How We Tested
We tested different situations using the same testbed system that we currently use to test CPU coolers and thermal compounds, which is fully described below. Our Core i7-860 (quad-core, 2.8 GHz) CPU, which is a socket LGA1156 processor with a 95 W TDP (Thermal Design Power), was overclocked to 3.3 GHz (150 MHz base clock and 22x multiplier), and we kept the standard core voltage (Vcore).
We used a Corsair A70 CPU cooler, which is a typical tower cooler that can be mounted with one or two fans. We used the thermal compound that comes with this cooler.
The fan used in the rear of the case is the SilverStone FM123. We chose this fan because it is very strong and it has a potentiometer where we can set its rpm to any value we choose. We repeated each test four times with the fan turned off, at 1.000 rpm, at 2.000 rpm, and at 2.700 rpm, which is the maximum speed for this fan.
Room temperature measurements were taken with a digital thermometer. The core temperature was read with the SpeedFan program (available from the CPU thermal sensors), using an arithmetic average of the core temperature readings.

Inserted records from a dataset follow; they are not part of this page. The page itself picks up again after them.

//! Command channel: one command line out, one (possibly multiline) reply in.
//!
//! The channel is strictly half-duplex. Every method takes `&mut self`, so a
//! second command cannot be issued while a reply is still being drained.

use std::time::Duration;

use bytes::BytesMut;
use tokio::io::{AsyncBufReadExt, AsyncRead, AsyncWrite, AsyncWriteExt, BufReader};

use crate::command::Command;
use crate::error::{Error, Result};
use crate::parser::{is_last_reply_line, parse_reply};
use crate::types::Reply;

/// Maximum bytes taken from the stream per reply line read (512 plus CRLF slack).
pub const MAX_LINE_LENGTH: usize = 514;

/// Default buffer size for reading and writing.
const DEFAULT_BUFFER_SIZE: usize = 4096;

/// Line-framed SMTP command channel over a byte stream.
#[derive(Debug)]
pub struct CommandChannel<S> {
    reader: BufReader<S>,
    write_buffer: BytesMut,
    io_timeout: Option<Duration>,
}

impl<S> CommandChannel<S>
where
    S: AsyncRead + AsyncWrite + Unpin,
{
    /// Creates a channel with no I/O timeout.
    pub fn new(stream: S) -> Self {
        Self {
            reader: BufReader::with_capacity(DEFAULT_BUFFER_SIZE, stream),
            write_buffer: BytesMut::with_capacity(DEFAULT_BUFFER_SIZE),
            io_timeout: None,
        }
    }

    /// Bounds every line read and every write by `timeout`.
    #[must_use]
    pub const fn with_timeout(mut self, timeout: Duration) -> Self {
        self.io_timeout = Some(timeout);
        self
    }

    /// Returns a reference to the underlying stream.
    pub fn get_ref(&self) -> &S {
        self.reader.get_ref()
    }

    /// Consumes the channel and returns the underlying stream.
    ///
    /// Any bytes read ahead but not yet consumed are discarded.
    pub fn into_inner(self) -> S {
        self.reader.into_inner()
    }

    /// Writes one command, terminated by CRLF.
    ///
    /// # Errors
    ///
    /// Returns an error if the write fails or times out.
    pub async fn send(&mut self, command: &Command) -> Result<()> {
        tracing::debug!(command = command.verb(), "C:");

        self.write_buffer.clear();
        self.write_buffer.extend_from_slice(&command.serialize());

        let data = &self.write_buffer[..];
        let stream = self.reader.get_mut();
        with_timeout(self.io_timeout, async move {
            stream.write_all(data).await?;
            stream.flush().await?;
            Ok::<_, Error>(())
        })
        .await
    }

    /// Reads one complete reply.
    ///
    /// Lines are accumulated in receipt order until one carries a space at
    /// position 3.
    ///
    /// # Errors
    ///
    /// Returns [`Error::NoResponse`] if the stream ends before any line was
    /// read, or a protocol error if the reply code is malformed.
    pub async fn read_reply(&mut self) -> Result<Reply> {
        let mut lines = Vec::new();

        loop {
            let Some(raw) = with_timeout(self.io_timeout, self.read_line()).await? else {
                break;
            };

            let line = String::from_utf8_lossy(&raw)
                .trim_end_matches(['\r', '\n'])
                .to_string();
            if line.is_empty() {
                continue;
            }

            tracing::trace!(line, "S:");
            let is_last = is_last_reply_line(&line);
            lines.push(line);

            if is_last {
                break;
            }
        }

        if lines.is_empty() {
            return Err(Error::NoResponse);
        }
        parse_reply(&lines)
    }

    /// Sends a command and reads its reply.
    ///
    /// Every SMTP round trip goes through this method.
    ///
    /// # Errors
    ///
    /// Returns an error if the write fails or no reply arrives.
    pub async fn send_command_and_get_response(&mut self, command: &Command) -> Result<Reply> {
        self.send(command).await?;
        self.read_reply().await
    }

    /// Shuts down the write half of the stream.
    ///
    /// # Errors
    ///
    /// Returns an error if the shutdown fails.
    pub async fn shutdown(&mut self) -> Result<()> {
        self.reader.get_mut().shutdown().await?;
        Ok(())
    }

    /// Reads up to and including the next LF, or at most [`MAX_LINE_LENGTH`]
    /// bytes. Returns `None` at end of stream.
    async fn read_line(&mut self) -> Result<Option<Vec<u8>>> {
        let mut line = Vec::new();

        while line.len() < MAX_LINE_LENGTH {
            let buf = self.reader.fill_buf().await?;
            if buf.is_empty() {
                break;
            }

            let room = MAX_LINE_LENGTH - line.len();
            let window = &buf[..buf.len().min(room)];

            if let Some(pos) = window.iter().position(|&b| b == b'\n') {
                line.extend_from_slice(&window[..=pos]);
                self.reader.consume(pos + 1);
                break;
            }

            let len = window.len();
            line.extend_from_slice(window);
            self.reader.consume(len);
        }

        Ok(if line.is_empty() { None } else { Some(line) })
    }
}

async fn with_timeout<T>(
    timeout: Option<Duration>,
    fut: impl Future<Output = Result<T>>,
) -> Result<T> {
    match timeout {
        Some(duration) => tokio::time::timeout(duration, fut)
            .await
            .map_err(|_| Error::Timeout(duration))?,
        None => fut.await,
    }
}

Figure 2 shows our test system, with the rear fan installed and only one cooler fan. Figure 3 shows it with both cooler fans installed.
- Processor: Core i7-860
- CPU Cooler: Corsair A70
- Motherboard: Gigabyte P55A-UD6
- Memory: 2 GB Markvision (DDR3-1333/PC3-10700 with 9-9-9-22 timings), configured at 1,200 MHz
- Hard disk: Seagate Barracuda XT 2 TB
- Video card: Point of View GeForce GTX 460
- Power supply: Seventeam ST-550P-AM
- Case: 3RSystem L-1100 T.REX Cool
Operating System Configuration
- Windows 7 Home Premium 64 bit SP1
- NTFS Filesystem
Since both room temperature and core temperature readings have 1 °C resolution, we adopted a 2 °C error margin, meaning temperature differences below 2 °C are considered irrelevant.